Féminicides : quatre colleuses interpellées à Lyon

La cour d'assise de Lyon a été visée par les militantes pour l'opération de collage de ce dimanche 3 novembre. / © DR
La cour d'assise de Lyon a été visée par les militantes pour l'opération de collage de ce dimanche 3 novembre. / © DR

Dans la nuit du dimanche 3 au lundi 4 novembre, des "colleuses" ont collé sur les tribunaux lyonnais des affiches pour dénoncer l'inaction de la justice et de la police contre les féminicides. Quatre colleuses ont été interpellées.

Par Emilie Henny

"Féminicides : Etat coupable, justice complice" en lettres noires sur papier blanc. C'est la marque laissée, dans la nuit du dimanche 3 au lundi 4 novembre, par des colleuses, sur les murs des tribunaux de la ville de Lyon. Une opération menée, selon ces militantes, pour "exiger des actions et pointer du doigt la responsabilité de l’État, de la justice et de la police contre les féminicides." 

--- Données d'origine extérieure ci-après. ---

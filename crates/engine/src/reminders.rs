//! Bill and payment reminders.

use chrono::{DateTime, Days, NaiveDate, Utc};
use sea_orm::entity::{ActiveValue, prelude::*};

use crate::{
    FieldTable, PatchField, ResultEngine,
    ops::Owned,
    util::{ensure_positive, normalize_optional_text, normalize_required_name},
};

#[derive(Clone, Debug, PartialEq, Eq)]
pub struct Reminder {
    pub id: String,
    pub user_id: String,
    pub title: String,
    pub description: Option<String>,
    pub amount: Option<i64>,
    pub due_date: NaiveDate,
    pub is_completed: bool,
    pub created_at: DateTime<Utc>,
}

pub const FIELDS: FieldTable<Column> = FieldTable::new(
    "reminder",
    &[
        ("id", "id", Column::Id),
        ("userId", "user_id", Column::UserId),
        ("title", "title", Column::Title),
        ("description", "description", Column::Description),
        ("amount", "amount", Column::Amount),
        ("dueDate", "due_date", Column::DueDate),
        ("isCompleted", "is_completed", Column::IsCompleted),
        ("createdAt", "created_at", Column::CreatedAt),
    ],
);

#[derive(Clone, Debug, PartialEq, DeriveEntityModel)]
#[sea_orm(table_name = "reminders")]
pub struct Model {
    #[sea_orm(primary_key, auto_increment = false)]
    pub id: String,
    pub user_id: String,
    pub title: String,
    pub description: Option<String>,
    pub amount: Option<i64>,
    pub due_date: Date,
    pub is_completed: bool,
    pub created_at: DateTimeUtc,
}

#[derive(Copy, Clone, Debug, EnumIter, DeriveRelation)]
pub enum Relation {}

impl ActiveModelBehavior for ActiveModel {}

impl Owned for Entity {
    const LABEL: &'static str = "reminder";

    fn id_column() -> Column {
        Column::Id
    }

    fn owner_column() -> Column {
        Column::UserId
    }
}

impl From<Model> for Reminder {
    fn from(model: Model) -> Self {
        Self {
            id: model.id,
            user_id: model.user_id,
            title: model.title,
            description: model.description,
            amount: model.amount,
            due_date: model.due_date,
            is_completed: model.is_completed,
            created_at: model.created_at,
        }
    }
}

#[derive(Clone, Debug, PartialEq)]
pub enum ReminderField {
    Title(String),
    Description(Option<String>),
    Amount(Option<i64>),
    DueDate(NaiveDate),
    IsCompleted(bool),
}

impl PatchField<ActiveModel> for ReminderField {
    fn name(&self) -> &'static str {
        match self {
            Self::Title(_) => "title",
            Self::Description(_) => "description",
            Self::Amount(_) => "amount",
            Self::DueDate(_) => "dueDate",
            Self::IsCompleted(_) => "isCompleted",
        }
    }

    fn validate(&self) -> ResultEngine<()> {
        match self {
            Self::Title(title) => normalize_required_name(title, "reminder").map(|_| ()),
            Self::Amount(Some(amount)) => ensure_positive(*amount, "reminder amount"),
            _ => Ok(()),
        }
    }

    fn apply(self, model: &mut ActiveModel) {
        match self {
            Self::Title(title) => model.title = ActiveValue::Set(title.trim().to_string()),
            Self::Description(text) => {
                model.description = ActiveValue::Set(normalize_optional_text(text.as_deref()))
            }
            Self::Amount(amount) => model.amount = ActiveValue::Set(amount),
            Self::DueDate(date) => model.due_date = ActiveValue::Set(date),
            Self::IsCompleted(done) => model.is_completed = ActiveValue::Set(done),
        }
    }
}

/// Inclusive due-date window `[today, today + days]` of upcoming reminders.
pub(crate) fn upcoming_window(today: NaiveDate, days: u32) -> (NaiveDate, NaiveDate) {
    let horizon = today
        .checked_add_days(Days::new(u64::from(days)))
        .unwrap_or(NaiveDate::MAX);
    (today, horizon)
}

#[cfg(test)]
mod tests {
    use super::*;

    #[test]
    fn upcoming_window_spans_whole_days() {
        let today = NaiveDate::from_ymd_opt(2026, 3, 10).unwrap();
        assert_eq!(
            upcoming_window(today, 7),
            (today, NaiveDate::from_ymd_opt(2026, 3, 17).unwrap())
        );
        assert_eq!(upcoming_window(today, 0), (today, today));
    }

    #[test]
    fn upcoming_window_saturates() {
        let (_, end) = upcoming_window(NaiveDate::MAX, 30);
        assert_eq!(end, NaiveDate::MAX);
    }
}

Lors de ce collage, quatre colleuses ont été interpellées, rue Servient, aux alentours de minuit. Elles sont convoquées mercredi 6 novembre, selon la police.
Opération de collage rue Servient, devant le nouveau palais de justice / © DR
Opération de collage rue Servient, devant le nouveau palais de justice / © DR


Plus de 300 colleuses en France

Elles étaient plus de 300 à coller simultanément sur les tribunaux en France, dans la nuit du dimanche 3 au lundi 4 novembre, selon "Les colleuses". Outre Lyon, une opération a été menée devant le tribunal de Saint-Etienne, dans la Loire.
Opération de collage à Saint-Etienne (Loire) / © @bypewin
Opération de collage à Saint-Etienne (Loire) / © @bypewin


127 féminicides en 2019

Depuis le 30 août, et les premiers collages apparus à Paris, sous l'impulsion de Marguerite Stern activiste et ex-Femen, les actions des "colleuses" se multiplient dans plusieurs villes françaises. Leur objectif : alerter sur les violences conjugales et les féminicides alors que depuis le début de l'année, ce sont 127 femmes qui ont perdu la vie sous les coups de leur conjoint ou ex-compagnon. 

Malgré l'illégalité de ces opérations, les militantes revendiquent l'action : "Nous déplorons n’avoir pas d’autre choix que d’entrer dans l’illégalité pour espérer nous faire entendre (...) Nous avons collé noir sur blanc la vérité sur leurs murs", expliquent-elles.